This is all becoming uncomfortably reminsicent of the sort of thing that happened at Dreamless once it began circling the drain. Matt isn't Josh, and I can't imagine him inviting the 17-year-old members of the audience to hack the site for their own amusement once he's become bored of it, but the dynamic is the same.

FWIW, I've seen mathowie posting here in the grey at a higher frequency than any time I can remember during my membership or the extended lurkage before that. Bodes poorly.

I wish we'd collectively give the guy a break - by which I mean use some discretion, act like the adults we are, and quit doing shite that requires him to step in correctively.
posted by adamgreenfield at 10:56 PM on June 12, 2003


Matt rawks. Thanks for trying to keep this site great and doing a damn fine job. 'nuff said.
posted by dazed_one at 1:35 AM on June 13, 2003


Deal with it or drop it.

Umm, I did. The past ten posts have been after that fact not because Matt and I disagree, but because other users keep coming on posting their snarky comments, yours most especially.
posted by eustacescrubb at 2:54 AM on June 13, 2003


This is all becoming uncomfortably reminsicent of the sort of thing that happened at Dreamless once it began circling the drain.

I was eating breakfast and giving this comparison some thought. I remember Dreamless being a lot more annoying and elitist than MeFi, even in its early stages. I rarely did more than lurk there, because of the elitism.
But that difference aside, I think you've got a good point, and it makes me wonder if this is an issue every site like this will face once it's become popular.
The real question isn't "is MeFi like Dreamless" but rather, how can we avoid Dreamless's fate? This is, IMHO, what distinguishes online discussion nodes from real communities: there are no elders here. People with high post counts or smaller user numbers don't count as elders, because they're too young in real life. I'm talking about actual old people. Most communities die when the distance between the elderly and the adolescents becomes so great that communication is lost and wisdom and experience can't be passed on. MeFi has few (is any) genuinely elderly people, because few elderly people use computers or the Internet.
Young adults are often no good at dealing with problems begun by or involving adolescents because they themselves are still dealing with the effects of their adolescence.

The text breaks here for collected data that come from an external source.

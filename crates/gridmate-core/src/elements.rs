//! Element records stored in the network tables.
//!
//! Field names follow the column names of the pandapower table layout
//! (`vn_kv`, `p_mw`, `vk_percent`, ...) so records map one-to-one onto the
//! interchange format.

use std::fmt;
use std::str::FromStr;

use serde::{Deserialize, Serialize};

use crate::{GridError, GridResult};

/// Element classes of a network, one table each.
#[derive(Debug, Clone, Copy, PartialEq, Eq, Hash, PartialOrd, Ord, Serialize, Deserialize)]
#[serde(rename_all = "snake_case")]
pub enum ElementKind {
    Bus,
    Line,
    Trafo,
    Gen,
    ExtGrid,
    Load,
    Shunt,
    Switch,
}

impl ElementKind {
    pub const ALL: [ElementKind; 8] = [
        ElementKind::Bus,
        ElementKind::Line,
        ElementKind::Trafo,
        ElementKind::Gen,
        ElementKind::ExtGrid,
        ElementKind::Load,
        ElementKind::Shunt,
        ElementKind::Switch,
    ];

    /// Table name used in files and tool payloads.
    pub fn table_name(&self) -> &'static str {
        match self {
            ElementKind::Bus => "bus",
            ElementKind::Line => "line",
            ElementKind::Trafo => "trafo",
            ElementKind::Gen => "gen",
            ElementKind::ExtGrid => "ext_grid",
            ElementKind::Load => "load",
            ElementKind::Shunt => "shunt",
            ElementKind::Switch => "switch",
        }
    }
}

impl fmt::Display for ElementKind {
    fn fmt(&self, f: &mut fmt::Formatter<'_>) -> fmt::Result {
        f.write_str(self.table_name())
    }
}

impl FromStr for ElementKind {
    type Err = GridError;

    fn from_str(s: &str) -> GridResult<Self> {
        match s.trim().to_ascii_lowercase().as_str() {
            "bus" | "buses" => Ok(ElementKind::Bus),
            "line" | "lines" => Ok(ElementKind::Line),
            "trafo" | "trafos" | "transformer" | "transformers" => Ok(ElementKind::Trafo),
            "gen" | "generator" | "generators" => Ok(ElementKind::Gen),
            "ext_grid" | "external_grid" | "ext_grids" => Ok(ElementKind::ExtGrid),
            "load" | "loads" => Ok(ElementKind::Load),
            "shunt" | "shunts" => Ok(ElementKind::Shunt),
            "switch" | "switches" => Ok(ElementKind::Switch),
            other => Err(GridError::validation(format!(
                "unknown element class '{other}'"
            ))),
        }
    }
}

/// Bus type code: busbar `b`, node `n`, equivalent `e`.
#[derive(Debug, Clone, Copy, PartialEq, Eq, Default, Serialize, Deserialize)]
pub enum BusType {
    #[default]
    #[serde(rename = "b")]
    Busbar,
    #[serde(rename = "n")]
    Node,
    #[serde(rename = "e")]
    Equivalent,
}

impl BusType {
    pub fn code(&self) -> &'static str {
        match self {
            BusType::Busbar => "b",
            BusType::Node => "n",
            BusType::Equivalent => "e",
        }
    }
}

impl FromStr for BusType {
    type Err = GridError;

    fn from_str(s: &str) -> GridResult<Self> {
        match s.trim().to_ascii_lowercase().as_str() {
            "b" | "busbar" => Ok(BusType::Busbar),
            "n" | "node" => Ok(BusType::Node),
            "e" | "equivalent" => Ok(BusType::Equivalent),
            other => Err(GridError::validation(format!(
                "invalid bus type '{other}', expected one of b, n, e"
            ))),
        }
    }
}

#[derive(Debug, Clone, PartialEq, Serialize, Deserialize)]
pub struct Bus {
    pub name: String,
    pub vn_kv: f64,
    #[serde(rename = "type")]
    pub bus_type: BusType,
    pub zone: Option<String>,
    pub in_service: bool,
}

#[derive(Debug, Clone, PartialEq, Serialize, Deserialize)]
pub struct Line {
    pub name: Option<String>,
    pub std_type: Option<String>,
    pub from_bus: usize,
    pub to_bus: usize,
    pub length_km: f64,
    pub r_ohm_per_km: f64,
    pub x_ohm_per_km: f64,
    pub c_nf_per_km: f64,
    pub max_i_ka: f64,
    /// Derating factor applied to `max_i_ka`
    pub df: f64,
    pub parallel: u32,
    pub in_service: bool,
}

impl Line {
    pub fn connects(&self, bus: usize) -> bool {
        self.from_bus == bus || self.to_bus == bus
    }
}

/// Two-winding transformer, tap changer on the HV side.
#[derive(Debug, Clone, PartialEq, Serialize, Deserialize)]
pub struct Transformer {
    pub name: Option<String>,
    pub std_type: Option<String>,
    pub hv_bus: usize,
    pub lv_bus: usize,
    pub sn_mva: f64,
    pub vn_hv_kv: f64,
    pub vn_lv_kv: f64,
    pub vk_percent: f64,
    pub vkr_percent: f64,
    pub shift_degree: f64,
    pub tap_pos: Option<f64>,
    pub tap_neutral: Option<f64>,
    pub tap_step_percent: Option<f64>,
    pub parallel: u32,
    pub in_service: bool,
}

impl Transformer {
    pub fn connects(&self, bus: usize) -> bool {
        self.hv_bus == bus || self.lv_bus == bus
    }

    /// HV rated voltage after applying the tap position.
    pub fn effective_vn_hv_kv(&self) -> f64 {
        match (self.tap_pos, self.tap_step_percent) {
            (Some(pos), Some(step)) => {
                let neutral = self.tap_neutral.unwrap_or(0.0);
                self.vn_hv_kv * (1.0 + (pos - neutral) * step / 100.0)
            }
            _ => self.vn_hv_kv,
        }
    }
}

/// Voltage-controlled generator (PV bus).
#[derive(Debug, Clone, PartialEq, Serialize, Deserialize)]
pub struct Gen {
    pub name: Option<String>,
    pub bus: usize,
    pub p_mw: f64,
    pub vm_pu: f64,
    pub min_q_mvar: Option<f64>,
    pub max_q_mvar: Option<f64>,
    pub in_service: bool,
}

/// Slack source.
#[derive(Debug, Clone, PartialEq, Serialize, Deserialize)]
pub struct ExtGrid {
    pub name: Option<String>,
    pub bus: usize,
    pub vm_pu: f64,
    pub va_degree: f64,
    pub in_service: bool,
}

#[derive(Debug, Clone, PartialEq, Serialize, Deserialize)]
pub struct Load {
    pub name: Option<String>,
    pub bus: usize,
    pub p_mw: f64,
    pub q_mvar: f64,
    pub scaling: f64,
    pub in_service: bool,
}

impl Load {
    pub fn scaled_p_mw(&self) -> f64 {
        self.p_mw * self.scaling
    }

    pub fn scaled_q_mvar(&self) -> f64 {
        self.q_mvar * self.scaling
    }
}

/// Constant-impedance shunt; `p_mw`/`q_mvar` are consumed at 1.0 p.u.
#[derive(Debug, Clone, PartialEq, Serialize, Deserialize)]
pub struct Shunt {
    pub name: Option<String>,
    pub bus: usize,
    pub p_mw: f64,
    pub q_mvar: f64,
    pub in_service: bool,
}

/// What the far side of a switch is attached to.
#[derive(Debug, Clone, Copy, PartialEq, Eq, Serialize, Deserialize)]
pub enum SwitchTarget {
    Bus(usize),
    Line(usize),
    Trafo(usize),
}

impl SwitchTarget {
    /// Builds a target from the `et` code and element index.
    pub fn from_code(code: &str, element: usize) -> GridResult<Self> {
        match code.trim().to_ascii_lowercase().as_str() {
            "b" | "bus" => Ok(SwitchTarget::Bus(element)),
            "l" | "line" => Ok(SwitchTarget::Line(element)),
            "t" | "trafo" => Ok(SwitchTarget::Trafo(element)),
            other => Err(GridError::validation(format!(
                "invalid switch element type '{other}', expected one of b, l, t"
            ))),
        }
    }

    pub fn code(&self) -> &'static str {
        match self {
            SwitchTarget::Bus(_) => "b",
            SwitchTarget::Line(_) => "l",
            SwitchTarget::Trafo(_) => "t",
        }
    }

    pub fn element(&self) -> usize {
        match self {
            SwitchTarget::Bus(e) | SwitchTarget::Line(e) | SwitchTarget::Trafo(e) => *e,
        }
    }
}

#[derive(Debug, Clone, PartialEq, Serialize, Deserialize)]
pub struct Switch {
    pub name: Option<String>,
    pub bus: usize,
    pub target: SwitchTarget,
    pub closed: bool,
}

#[cfg(test)]
mod tests {
    use super::*;

    #[test]
    fn test_element_kind_parse_aliases() {
        assert_eq!("line".parse::<ElementKind>().unwrap(), ElementKind::Line);
        assert_eq!("Transformer".parse::<ElementKind>().unwrap(), ElementKind::Trafo);
        assert_eq!("ext_grid".parse::<ElementKind>().unwrap(), ElementKind::ExtGrid);
        assert!("breaker".parse::<ElementKind>().is_err());
    }

    #[test]
    fn test_bus_type_codes() {
        for code in ["b", "n", "e"] {
            let ty: BusType = code.parse().unwrap();
            assert_eq!(ty.code(), code);
        }
        assert!("x".parse::<BusType>().is_err());
    }

    #[test]
    fn test_bus_type_serializes_as_code() {
        let json = serde_json::to_string(&BusType::Node).unwrap();
        assert_eq!(json, "\"n\"");
    }

    #[test]
    fn test_tap_changes_effective_voltage() {
        let trafo = Transformer {
            name: None,
            std_type: None,
            hv_bus: 0,
            lv_bus: 1,
            sn_mva: 25.0,
            vn_hv_kv: 110.0,
            vn_lv_kv: 20.0,
            vk_percent: 12.0,
            vkr_percent: 0.41,
            shift_degree: 150.0,
            tap_pos: Some(2.0),
            tap_neutral: Some(0.0),
            tap_step_percent: Some(1.5),
            parallel: 1,
            in_service: true,
        };
        assert!((trafo.effective_vn_hv_kv() - 113.3).abs() < 1e-9);
    }

    #[test]
    fn test_switch_target_from_code() {
        assert_eq!(SwitchTarget::from_code("l", 3).unwrap(), SwitchTarget::Line(3));
        assert_eq!(SwitchTarget::Trafo(1).code(), "t");
        assert!(SwitchTarget::from_code("z", 0).is_err());
    }
}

Elders, on the other hand, have distance from the traumas of adolesence, and are often no longer persuaded by the same things that persuade adolescents. Us younger adults are still too easily cuaght up in the kinds of things that drive kids.
Can MeFi survive its popularity without elders? I don't know. adamgreenfield is certainly right that we all need to be more adult here, but that's easier said than done. What kinds of things might we do to encourage mature behavior that will sustain the site? Or is it doomed?
posted by eustacescrubb at 3:43 AM on June 13, 2003


The past ten posts have been after that fact not because Matt and I disagree, but because other users keep coming on posting their snarky comments, yours most especially.

And why is it so important that you get the last word in?

I learned it the hard way myself, but it's usually better to leave the snarks unanswered.
posted by mcwetboy at 4:36 AM on June 13, 2003


Interesting musings, eustacescrubb, but making a few assumptions too many, I think. More than a few elderly people use the Internet, if you define elderly as >60 - my parents and all of their older siblings, for a start. And we do have self-confessed older MeFites, some of them quite prolific with their posts and comments. You seem to think of the average MeFi demographic as 'young adult'; I think of it as more late-20s/early-30s, with a sizeable contingent in their late-30s/40s; in other words, adult. Certainly old enough to have picked up some wisdom about the world.

What we might be seeing is that the older members don't post as much to the flamewar threads. They know when to walk away (usually) and save their energy for where it really matters. Or at least I'd hope so.

And this latest outbreak of bickering doesn't mean the site isn't doomed. This is hardly the first week in MeFi history where we've got all snippy at each other. It'll pass.
posted by rory at 5:16 AM on June 13, 2003


doesn't mean the site isn't is doomed.

Stupid aging braincells.
posted by rory at 5:19 AM on June 13, 2003


I'm old.
posted by netbros at 8:00 AM on June 13, 2003


first rule of MetaFilter is you don't talk about the editor
posted by matteo at 9:03 AM on June 13, 2003


And this latest outbreak of bickering doesn't mean the site isn't doomed.

freudian?

I've been posting here for a couple years and the end was near when I joined. If anything, I think the site has passed through a hurdle and is more likely to keep going than before. There was a transition period, between when the site was a local tech-savvy late-twenties hangout to what it is now, which includes a wider range of people and interests (certainly a lot more politics / events threads, eg).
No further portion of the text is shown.